The Story of Ermintrude
I've been meaning to start a blog ever since I registered here, but life has got in the way. It's not as if I haven't been baking. Barring a break over Christmas, I have (it's a curious thing that, while the festive season sends many people into a frenzy of baking and cooking, it seems to have the opposite effect on me - I want a break!).
I think my problem has been where to start. The start of my baking journey is a very long time ago - sitting on the kitchen floor watching loaves rising in the oven, or pushing pastry circles into mince pie tins. Maybe one day I'll be able to chart a path from the simple single-rise white loaves my mother taught me to bake, through experiments with high hydration, wholemeal, tangzhong and cold starts; but I'm not sure anything I wrote could really describe the long, slow, organic process of learning to handle bread.
There have been plenty of Eureka moments - the River Cottage video that first gave me the inkling that dough could be much wetter than I ever thought, the realisation that less yeast is better, and all the standard white bread recipes I had ever seen used far too much ("of course you can use less yeast," my mother said, "it just takes a bit longer"). But those moments, crucial as they are (and this site has offered many turning points) are only a small part of the story. They're the moments when your brain learns something. But the real learning is in your hands, and that takes years. I can handle a loaf. I think I can handle it well. But compared to some of the people on here, and some of the masters I've seen on YouTube, I'm a total beginner.
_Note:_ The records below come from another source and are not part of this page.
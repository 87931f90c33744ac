//! # Cash Session Service
//!
//! The cash register: one open session at a time, payments against served
//! orders, and an immutable closing summary per session.
//!
//! ## The Payment Transaction
//! ```text
//! ┌─────────────────────────────────────────────────────────────────────────┐
//! │  register_payment(order, method)                                        │
//! │                                                                         │
//! │  BEGIN                                                                  │
//! │    1. session must be Open          (NoOpenSession)                     │
//! │    2. order must be exactly Served  (OrderNotServed / OrderFinalized)   │
//! │    3. no prior payment              (DuplicatePayment + UNIQUE index)   │
//! │    4. consume recipes per line      (Sale outputs; MissingRecipe or     │
//! │                                      InsufficientStock abort here)      │
//! │    5. INSERT payment (amount = order.total)                             │
//! │    6. order → Paid                                                      │
//! │    7. table → Free                                                      │
//! │  COMMIT                                                                 │
//! │                                                                         │
//! │  Any failure in 1-7 rolls back everything: no payment without           │
//! │  consumption, no consumption without payment.                           │
//! └─────────────────────────────────────────────────────────────────────────┘
//! ```

use chrono::Utc;
use sqlx::{SqliteConnection, SqlitePool};
use tracing::info;
use uuid::Uuid;

use crate::error::DbResult;
use crate::service::orders::{consume_for_order, free_table, load_order};
use fonda_core::validation::validate_opening_float;
use fonda_core::{
    CashSession, ClosingSummary, ClosingTotals, CoreError, OrderStatus, Payment, PaymentMethod,
    SessionStatus,
};

/// The open session together with its running payment totals.
#[derive(Debug, Clone)]
pub struct SessionReport {
    pub session: CashSession,
    pub payments: Vec<Payment>,
    pub totals: ClosingTotals,
}

/// Service for cash sessions, payments, and closing.
#[derive(Debug, Clone)]
pub struct CashService {
    pool: SqlitePool,
}

/// Loads the open session inside the caller's transaction, if any.
async fn open_session_in_tx(conn: &mut SqliteConnection) -> DbResult<Option<CashSession>> {
    Ok(sqlx::query_as::<_, CashSession>(
        "SELECT id, staff_id, opening_float, status, opened_at \
         FROM cash_sessions WHERE status = 'open'",
    )
    .fetch_optional(&mut *conn)
    .await?)
}

impl CashService {
    /// Creates a new CashService.
    pub fn new(pool: SqlitePool) -> Self {
        CashService { pool }
    }

    /// Opens a cash session with the given opening float.
    ///
    /// At most one session may be Open: checked inside the transaction and
    /// backed by the partial unique index on `status = 'open'`.
    pub async fn open_session(&self, staff_id: &str, opening_float: f64) -> DbResult<CashSession> {
        validate_opening_float(opening_float).map_err(CoreError::from)?;

        let mut tx = self.pool.begin().await?;

        if open_session_in_tx(&mut tx).await?.is_some() {
            return Err(CoreError::SessionAlreadyOpen.into());
        }

        let session = CashSession {
            id: Uuid::new_v4().to_string(),
            staff_id: staff_id.to_string(),
            opening_float,
            status: SessionStatus::Open,
            opened_at: Utc::now(),
        };

        sqlx::query(
            "INSERT INTO cash_sessions (id, staff_id, opening_float, status, opened_at) \
             VALUES (?1, ?2, ?3, ?4, ?5)",
        )
        .bind(&session.id)
        .bind(&session.staff_id)
        .bind(session.opening_float)
        .bind(session.status)
        .bind(session.opened_at)
        .execute(&mut *tx)
        .await?;

        tx.commit().await?;

        info!(session_id = %session.id, opening_float, "Cash session opened");
        Ok(session)
    }

    /// Returns the open session with its payments and running totals, or
    /// `None` when the register is closed.
    pub async fn session_status(&self) -> DbResult<Option<SessionReport>> {
        let session = sqlx::query_as::<_, CashSession>(
            "SELECT id, staff_id, opening_float, status, opened_at \
             FROM cash_sessions WHERE status = 'open'",
        )
        .fetch_optional(&self.pool)
        .await?;

        let Some(session) = session else {
            return Ok(None);
        };

        let payments = sqlx::query_as::<_, Payment>(
            "SELECT id, order_id, session_id, method, amount, paid_at \
             FROM payments WHERE session_id = ?1 ORDER BY paid_at",
        )
        .bind(&session.id)
        .fetch_all(&self.pool)
        .await?;

        let totals = ClosingTotals::from_payments(&payments);
        Ok(Some(SessionReport {
            session,
            payments,
            totals,
        }))
    }

    /// Pays a served order: consumes its recipes, records the payment, marks
    /// the order Paid, and frees the table. One transaction, one payment per
    /// order ever.
    pub async fn register_payment(
        &self,
        order_id: &str,
        method: PaymentMethod,
    ) -> DbResult<Payment> {
        let mut tx = self.pool.begin().await?;

        let session = open_session_in_tx(&mut tx)
            .await?
            .ok_or(CoreError::NoOpenSession)?;

        let order = load_order(&mut tx, order_id).await?;
        match order.status {
            OrderStatus::Served => {}
            OrderStatus::Paid => {
                return Err(CoreError::DuplicatePayment {
                    order_id: order.id,
                }
                .into())
            }
            status => {
                return Err(CoreError::OrderNotServed {
                    order_id: order.id,
                    status,
                }
                .into())
            }
        }

        let prior: Option<(String,)> =
            sqlx::query_as("SELECT id FROM payments WHERE order_id = ?1")
                .bind(&order.id)
                .fetch_optional(&mut *tx)
                .await?;
        if prior.is_some() {
            return Err(CoreError::DuplicatePayment {
                order_id: order.id,
            }
            .into());
        }

        consume_for_order(&mut tx, &order).await?;

        let payment = Payment {
            id: Uuid::new_v4().to_string(),
            order_id: order.id.clone(),
            session_id: session.id.clone(),
            method,
            amount: order.total,
            paid_at: Utc::now(),
        };

        sqlx::query(
            "INSERT INTO payments (id, order_id, session_id, method, amount, paid_at) \
             VALUES (?1, ?2, ?3, ?4, ?5, ?6)",
        )
        .bind(&payment.id)
        .bind(&payment.order_id)
        .bind(&payment.session_id)
        .bind(payment.method)
        .bind(payment.amount)
        .bind(payment.paid_at)
        .execute(&mut *tx)
        .await?;

        sqlx::query("UPDATE orders SET status = ?1 WHERE id = ?2")
            .bind(OrderStatus::Paid)
            .bind(&order.id)
            .execute(&mut *tx)
            .await?;

        free_table(&mut tx, &order.table_id).await?;

        tx.commit().await?;

        info!(
            order_id,
            amount = payment.amount,
            method = ?method,
            "Payment registered"
        );
        Ok(payment)
    }

    /// Closes a session: blocked while the period still has unresolved
    /// orders, then persists the immutable per-method totals.
    pub async fn close_session(&self, session_id: &str) -> DbResult<ClosingSummary> {
        let mut tx = self.pool.begin().await?;

        let session = sqlx::query_as::<_, CashSession>(
            "SELECT id, staff_id, opening_float, status, opened_at \
             FROM cash_sessions WHERE id = ?1",
        )
        .bind(session_id)
        .fetch_optional(&mut *tx)
        .await?
        .ok_or_else(|| CoreError::not_found("CashSession", session_id))?;

        if session.status == SessionStatus::Closed {
            return Err(CoreError::SessionClosed {
                session_id: session.id,
            }
            .into());
        }

        // Orders from this session's period must all be settled before the
        // drawer can be reconciled
        let (pending,): (i64,) = sqlx::query_as(
            "SELECT COUNT(*) FROM orders \
             WHERE created_at >= ?1 AND status IN ('open', 'preparation', 'served')",
        )
        .bind(session.opened_at)
        .fetch_one(&mut *tx)
        .await?;

        if pending > 0 {
            return Err(CoreError::UnsettledOrders { pending }.into());
        }

        let payments = sqlx::query_as::<_, Payment>(
            "SELECT id, order_id, session_id, method, amount, paid_at \
             FROM payments WHERE session_id = ?1 ORDER BY paid_at",
        )
        .bind(&session.id)
        .fetch_all(&mut *tx)
        .await?;

        let totals = ClosingTotals::from_payments(&payments);
        let summary = ClosingSummary {
            id: Uuid::new_v4().to_string(),
            session_id: session.id.clone(),
            total_sales: totals.total,
            total_cash: totals.cash,
            total_card: totals.card,
            total_transfer: totals.transfer,
            closed_at: Utc::now(),
        };

        sqlx::query(
            "INSERT INTO closing_summaries \
             (id, session_id, total_sales, total_cash, total_card, total_transfer, closed_at) \
             VALUES (?1, ?2, ?3, ?4, ?5, ?6, ?7)",
        )
        .bind(&summary.id)
        .bind(&summary.session_id)
        .bind(summary.total_sales)
        .bind(summary.total_cash)
        .bind(summary.total_card)
        .bind(summary.total_transfer)
        .bind(summary.closed_at)
        .execute(&mut *tx)
        .await?;

        sqlx::query("UPDATE cash_sessions SET status = ?1 WHERE id = ?2")
            .bind(SessionStatus::Closed)
            .bind(&session.id)
            .execute(&mut *tx)
            .await?;

        tx.commit().await?;

        info!(
            session_id,
            total_sales = summary.total_sales,
            payments = payments.len(),
            "Cash session closed"
        );
        Ok(summary)
    }
}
So that's where I've decided to start: as a beginner. My yeast loaves (I use instant yeast sachets) have reached a fairly high sort of 'intermediate' standard, and I had just been contemplating moving on to something a bit more challenging, like ciabatta or rye, just as long as it didn't involve sourdough, because that was WAY too complicated, when my friend turned up at my door with a jar of goo.
"This," she said, "is the daughter of Hildebrandt".
Hildebrandt was a sourdough starter which my friend had created some time in the middle of last year and nurtured lovingly, but now, as she prepared to move to Ireland, managing and transporting the starter just seemed like too much work. So Hildebrandt was to be adopted out to another friend, and her newborn daughter was to be entrusted to me.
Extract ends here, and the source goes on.